Instructions for the task: Word for word, set down every line of the entries below from the line with "pub async fn load(&self)" to the line with "a missing file.", including both, and no other line.

Supplied entries:
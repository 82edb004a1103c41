//! Persistence of the last successfully synchronized state.

use crate::error::{SyncError, SyncResult};
use crate::files::{FileError, FileService};
use std::path::PathBuf;
use std::sync::Arc;
use usersync_protocol::{LastSyncUserData, SyncResource};

/// Persists and retrieves the most recent successfully synchronized remote
/// reference plus its envelope.
///
/// One store per engine instance; the backing file is
/// `<sync_home>/<resource>/lastSync<Resource>.json` and is owned exclusively
/// by this store.
pub struct LastSyncStore {
    resource: SyncResource,
    strategy_version: u32,
    path: PathBuf,
    files: Arc<dyn FileService>,
}

impl LastSyncStore {
    /// Creates a store rooted under the given sync home.
    pub fn new(
        resource: SyncResource,
        strategy_version: u32,
        sync_home: &std::path::Path,
        files: Arc<dyn FileService>,
    ) -> Self {
        let path = sync_home
            .join(resource.wire_name())
            .join(format!("lastSync{}.json", resource.capitalized()));
        Self {
            resource,
            strategy_version,
            path,
            files,
        }
    }

    /// The backing file's path.
    pub fn path(&self) -> &std::path::Path {
        &self.path
    }

    /// Loads the persisted record.
    ///
    /// A missing file means no prior sync. An unparseable record is logged
    /// and likewise treated as no prior sync. A record whose envelope
    /// version exceeds the strategy's declared version is incompatible; the
    /// engine does not downgrade.
    pub async fn load(&self) -> SyncResult<Option<LastSyncUserData>> {
        let content = match self.files.read_file(&self.path).await {
            Ok(file) => file.content,
            Err(FileError::NotFound(_)) => return Ok(None),
            Err(e) => return Err(e.into()),
        };

        let record = match LastSyncUserData::parse(&content) {
            Ok(record) => record,
            Err(e) => {
                tracing::warn!(
                    resource = %self.resource,
                    error = %e,
                    "discarding unreadable last-sync record"
                );
                return Ok(None);
            }
        };

        if let Some(data) = &record.sync_data {
            if data.version > self.strategy_version {
                return Err(SyncError::incompatible_version(
                    self.resource,
                    data.version,
                    self.strategy_version,
                ));
            }
        }

        Ok(Some(record))
    }

    /// Persists a record, replacing any prior one.
    pub async fn save(&self, record: &LastSyncUserData) -> SyncResult<()> {
        let json = record.to_json()?;
        self.files.write_file(&self.path, &json, None).await?;
        tracing::trace!(resource = %self.resource, ref_ = %record.ref_, "last-sync updated");
        Ok(())
    }

    /// Returns true if a last-sync record exists.
    pub async fn exists(&self) -> bool {
        self.files.exists(&self.path).await
    }

    /// Deletes the record, ignoring a missing file.
    pub async fn reset(&self) -> SyncResult<()> {
        match self.files.delete(&self.path).await {
            Ok(()) | Err(FileError::NotFound(_)) => Ok(()),
            Err(e) => Err(e.into()),
        }
    }
}

#[cfg(test)]
mod tests {
    use super::*;
    use crate::files::InMemoryFileService;
    use serde_json::json;
    use std::path::Path;
    use usersync_protocol::SyncData;

    fn store(files: &Arc<InMemoryFileService>) -> LastSyncStore {
        LastSyncStore::new(
            SyncResource::Settings,
            2,
            Path::new("/sync-home"),
            Arc::clone(files) as Arc<dyn FileService>,
        )
    }

    #[tokio::test]
    async fn missing_record_means_no_prior_sync() {
        let files = Arc::new(InMemoryFileService::new());
        let store = store(&files);
        assert!(store.load().await.unwrap().is_none());
        assert!(!store.exists().await);
    }

    #[tokio::test]
    async fn save_and_load_roundtrip() {
        let files = Arc::new(InMemoryFileService::new());
        let store = store(&files);

        let record = LastSyncUserData::new("4", Some(SyncData::new(2, "content")))
            .with_extra("skipped", json!(["a"]));
        store.save(&record).await.unwrap();

        assert!(store.exists().await);
        assert_eq!(store.load().await.unwrap(), Some(record));
        assert_eq!(
            store.path(),
            Path::new("/sync-home/settings/lastSyncSettings.json")
        );
    }

    #[tokio::test]
    async fn unreadable_record_degrades_to_none() {
        let files = Arc::new(InMemoryFileService::new());
        let store = store(&files);
        files.write_external(store.path(), "{ not json");
        assert!(store.load().await.unwrap().is_none());
    }

    #[tokio::test]
    async fn newer_persisted_version_is_incompatible() {
        let files = Arc::new(InMemoryFileService::new());
        let store = store(&files);
        let record = LastSyncUserData::new("4", Some(SyncData::new(3, "content")));
        files.write_external(store.path(), &record.to_json().unwrap());

        let err = store.load().await.unwrap_err();
        assert!(matches!(err, SyncError::Incompatible { .. }));
    }

    #[tokio::test]
    async fn reset_ignores_missing_record() {
        let files = Arc::new(InMemoryFileService::new());
        let store = store(&files);
        store.reset().await.unwrap();

        store
            .save(&LastSyncUserData::new("1", None))
            .await
            .unwrap();
        store.reset().await.unwrap();
        assert!(!store.exists().await);
    }
}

Output:
    pub async fn load(&self) -> SyncResult<Option<LastSyncUserData>> {
        let content = match self.files.read_file(&self.path).await {
            Ok(file) => file.content,
            Err(FileError::NotFound(_)) => return Ok(None),
            Err(e) => return Err(e.into()),
        };

        let record = match LastSyncUserData::parse(&content) {
            Ok(record) => record,
            Err(e) => {
                tracing::warn!(
                    resource = %self.resource,
                    error = %e,
                    "discarding unreadable last-sync record"
                );
                return Ok(None);
            }
        };

        if let Some(data) = &record.sync_data {
            if data.version > self.strategy_version {
                return Err(SyncError::incompatible_version(
                    self.resource,
                    data.version,
                    self.strategy_version,
                ));
            }
        }

        Ok(Some(record))
    }

    /// Persists a record, replacing any prior one.
    pub async fn save(&self, record: &LastSyncUserData) -> SyncResult<()> {
        let json = record.to_json()?;
        self.files.write_file(&self.path, &json, None).await?;
        tracing::trace!(resource = %self.resource, ref_ = %record.ref_, "last-sync updated");
        Ok(())
    }

    /// Returns true if a last-sync record exists.
    pub async fn exists(&self) -> bool {
        self.files.exists(&self.path).await
    }

    /// Deletes the record, ignoring a missing file.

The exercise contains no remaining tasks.